I would be interested in more pro-active information about what citizens can do to help change the situation. ("Write to your congressman" always seems incredibly lame). I suppose the best answer is that more people should be involved with production of their own food. It is staggering that less than 5% of US farm land is organic.
I wonder if anyone has assembled models that go beyond Community Supported Agriculture, where people actually invest money or time or both into the productive working of a local farm? Something like that might be interesting.
Alas it seems like it would be a great time to stop eating fish and shrimp - apparently even farmed shrimp that is not from Asia still has very negative ecological consequences due to ocean run off. I admit, myself, to not being very good at reforming my own eating habits, but pledge to try harder.
The deeper question is how do we change deeply entrenched cultural habits and social behavior patterns? People may skip or scan an article like this one as "bad news" to ignore - but we have to find a way to make use of factual knowledge to help social transformation happen faster. I hope to address this soon in an essay for the site.
"Will the transformation."-Rilke
dude! ever heard of...
World Wide Opportunities on Organic Farms (WWOOF)
growfood.org
permaculture
eco-tourism
the wide and wonderful world of mycology... among the many community transforming projects going on in sustainable ag
Face it
http://www.dieoff.com
The sooner, the better!
All this "Act NOW, it's not too late, we can make a change" blah is becoming increasingly comical...or tragic.

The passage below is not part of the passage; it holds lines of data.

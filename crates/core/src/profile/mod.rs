use std::fmt;

use serde::{Deserialize, Serialize};

/// Closed set of emotions the classifier can report and the table can map.
#[derive(Debug, Clone, Copy, Default, PartialEq, Eq, Hash, Serialize, Deserialize)]
#[serde(rename_all = "lowercase")]
pub enum Emotion {
    Happy,
    Sad,
    Angry,
    Surprise,
    Fear,
    Disgust,
    #[default]
    Neutral,
}

impl Emotion {
    pub const ALL: [Emotion; 7] = [
        Emotion::Happy,
        Emotion::Sad,
        Emotion::Angry,
        Emotion::Surprise,
        Emotion::Fear,
        Emotion::Disgust,
        Emotion::Neutral,
    ];

    /// Parses a classifier label, ignoring ASCII case and surrounding
    /// whitespace. Returns `None` for anything outside the closed set.
    pub fn parse(label: &str) -> Option<Self> {
        let normalized = label.trim().to_ascii_lowercase();
        Self::ALL
            .into_iter()
            .find(|emotion| emotion.as_str() == normalized)
    }

    /// Like [`Emotion::parse`] but reroutes unknown labels to `Neutral`.
    pub fn coerce(label: &str) -> Self {
        Self::parse(label).unwrap_or(Emotion::Neutral)
    }

    pub fn as_str(self) -> &'static str {
        match self {
            Emotion::Happy => "happy",
            Emotion::Sad => "sad",
            Emotion::Angry => "angry",
            Emotion::Surprise => "surprise",
            Emotion::Fear => "fear",
            Emotion::Disgust => "disgust",
            Emotion::Neutral => "neutral",
        }
    }
}

impl fmt::Display for Emotion {
    fn fmt(&self, f: &mut fmt::Formatter<'_>) -> fmt::Result {
        f.write_str(self.as_str())
    }
}

/// Beat and carrier pair used to synthesize a session for one emotion.
#[derive(Debug, Clone, Copy, PartialEq, Serialize, Deserialize)]
pub struct AcousticProfile {
    pub beat_hz: f32,
    pub carrier_hz: f32,
}

impl AcousticProfile {
    pub const fn new(beat_hz: f32, carrier_hz: f32) -> Self {
        Self {
            beat_hz,
            carrier_hz,
        }
    }
}

const NEUTRAL_PROFILE: AcousticProfile = AcousticProfile::new(10.0, 440.0);

/// Static emotion to profile table. Every emotion has an entry, so lookups
/// by [`Emotion`] are total.
pub fn profile_for(emotion: Emotion) -> AcousticProfile {
    match emotion {
        Emotion::Happy => AcousticProfile::new(10.0, 440.0),
        Emotion::Sad => AcousticProfile::new(6.0, 220.0),
        Emotion::Angry => AcousticProfile::new(8.0, 440.0),
        Emotion::Surprise => AcousticProfile::new(7.0, 440.0),
        Emotion::Fear => AcousticProfile::new(4.0, 220.0),
        Emotion::Disgust => AcousticProfile::new(6.0, 330.0),
        Emotion::Neutral => NEUTRAL_PROFILE,
    }
}

/// Looks up a raw label. Labels outside the table resolve to the neutral
/// profile instead of failing.
pub fn profile_for_label(label: &str) -> AcousticProfile {
    Emotion::parse(label)
        .map(profile_for)
        .unwrap_or(NEUTRAL_PROFILE)
}

/// Iterates the full table in declaration order.
pub fn profiles() -> impl Iterator<Item = (Emotion, AcousticProfile)> {
    Emotion::ALL
        .into_iter()
        .map(|emotion| (emotion, profile_for(emotion)))
}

Maybe 20 years ago it wasn't too late...
Death is a bit of a conversation dead-end, but unfortunately the only foreseeable way out of this is a major reduction of human populations. Does anyone honestly believe that the billions of people hooked onto toxic "progress", as exemplified by China and the US are going to suddenly become enlightened , abandon technological comforts and take up organic farming?

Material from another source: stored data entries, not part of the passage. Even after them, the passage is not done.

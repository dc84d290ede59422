use std::io::{BufRead, Write};
use std::path::PathBuf;

use clap::{Parser, Subcommand};
use mindbeat_core::{
    is_exit_command, AppConfig, ChatSession, Collaborators, ControlLoop, ConversationState,
    EmotionClassifier, EmotionSampler, LoopSettings, PlaybackDispatcher,
};
use tracing_subscriber::EnvFilter;

mod camera;
mod http;
mod speaker;

use camera::{Camera, CameraFrame, Window};
use http::{CompletionClient, HttpEmotionClassifier, IpInfoLocator, OverpassDirectory};
use speaker::Speaker;

fn main() -> mindbeat_core::Result<()> {
    dotenv::dotenv().ok();
    init_tracing();

    let cli = Cli::parse();
    let config = AppConfig::load(cli.config.as_deref())?;

    match cli.command.unwrap_or(Commands::Run { camera: None }) {
        Commands::Run { camera } => run_live(config, camera),
        Commands::Chat => run_chat(&config),
    }
}

fn run_live(mut config: AppConfig, camera: Option<i32>) -> mindbeat_core::Result<()> {
    if let Some(index) = camera {
        config.capture.camera_index = index;
    }
    tracing::info!(camera = config.capture.camera_index, "starting MindBeat");

    let camera = match Camera::open(config.capture.camera_index) {
        Ok(camera) => camera,
        Err(err) => {
            tracing::error!(error = %err, "cannot open webcam");
            return Ok(());
        }
    };
    let window = Window::open(&config.capture.window_title)?;

    let classifier: Box<dyn EmotionClassifier<CameraFrame>> =
        Box::new(HttpEmotionClassifier::new(&config.classifier)?);
    let services = Collaborators {
        classifier,
        playback: PlaybackDispatcher::new(Speaker, config.session.playback_policy),
        locator: Box::new(IpInfoLocator::new(&config.network)?),
        providers: Box::new(OverpassDirectory::new(&config.network)?),
        console: Box::new(std::io::stdout()),
    };

    let control = ControlLoop::new(
        camera,
        window,
        EmotionSampler::new(config.sampler.debounce()),
        services,
        LoopSettings::from_config(&config),
    );
    let exit = control.run();
    tracing::info!(?exit, "MindBeat stopped");
    Ok(())
}

fn run_chat(config: &AppConfig) -> mindbeat_core::Result<()> {
    let backend = CompletionClient::new(&config.chat)?;
    let mut session = ChatSession::new(
        backend,
        ConversationState::new(config.chat.history_exchanges),
    );

    let stdin = std::io::stdin();
    let mut stdout = std::io::stdout();
    let mut line = String::new();
    loop {
        write!(stdout, "You: ")?;
        stdout.flush()?;

        line.clear();
        if stdin.lock().read_line(&mut line)? == 0 || is_exit_command(&line) {
            break;
        }
        if line.trim().is_empty() {
            continue;
        }

        match session.send(&line) {
            Ok(reply) => writeln!(stdout, "Neurox: {reply}")?,
            Err(err) => {
                tracing::warn!(error = %err, "chat request failed");
                writeln!(stdout, "Neurox is unavailable right now ({err}).")?;
            }
        }
    }
    Ok(())
}

/// Reads `RUST_LOG`, so `.env` must already be loaded.
fn env_filter() -> EnvFilter {
    EnvFilter::try_from_default_env().unwrap_or_else(|_| EnvFilter::new("info"))
}

fn init_tracing() {
    let _ = tracing_subscriber::fmt()
        .with_env_filter(env_filter())
        .with_writer(std::io::stderr)
        .try_init();
}

#[derive(Parser, Debug)]
#[command(author, version, about = "Emotion-aware binaural beat companion", long_about = None)]
struct Cli {
    /// Optional TOML configuration file.
    #[arg(short, long, global = true)]
    config: Option<PathBuf>,

    #[command(subcommand)]
    command: Option<Commands>,
}

#[derive(Subcommand, Debug)]
enum Commands {
    /// Watch the webcam and play binaural sessions on demand (default).
    Run {
        /// Camera index to open instead of the configured one.
        #[arg(long)]
        camera: Option<i32>,
    },
    /// Talk to the support chatbot from the terminal.
    Chat,
}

"The days of the oil shortages are over," said economist William Wilson of Comerica Bank in Detroit, adding that's welcome news for truck owners. "Trucks are here to stay because Americans like them." -- Detroit Free Press, 12/13/97
Soon we'll see just how little is here to stay...
LOL
btw , Jill, many thanks for the link to who-sucks.com!
some great videos there....just the thing after the doomy-gloomy news!
If we're going down, we may as well go down laughing our heads off!
or a total reduction...
can't make change? but change... is happening! and it is happening through people! in almost every way imaginable! those who aren't making change are going to get run over...
Too Late for Green Capitalism?
Ecolocal: "All this "Act NOW, it's not too late, we can make a change" blah is becoming increasingly comical...or tragic. Maybe 20 years ago it wasn't too late... "
A friend sent me this quote, I'm not sure where its from but it seems to share your feeling: "The moral pieties, that are voiced today by many well meaning environmentalists, are as naive as the moral pieties of multinationals are manipulative. Capitalism can no more be "persuaded" to limit growth than a human being can be "persuaded" to stop breathing. Attempts to "green" capitalism, to make it "ecological", are doomed by the very nature of the system as a system of endless growth."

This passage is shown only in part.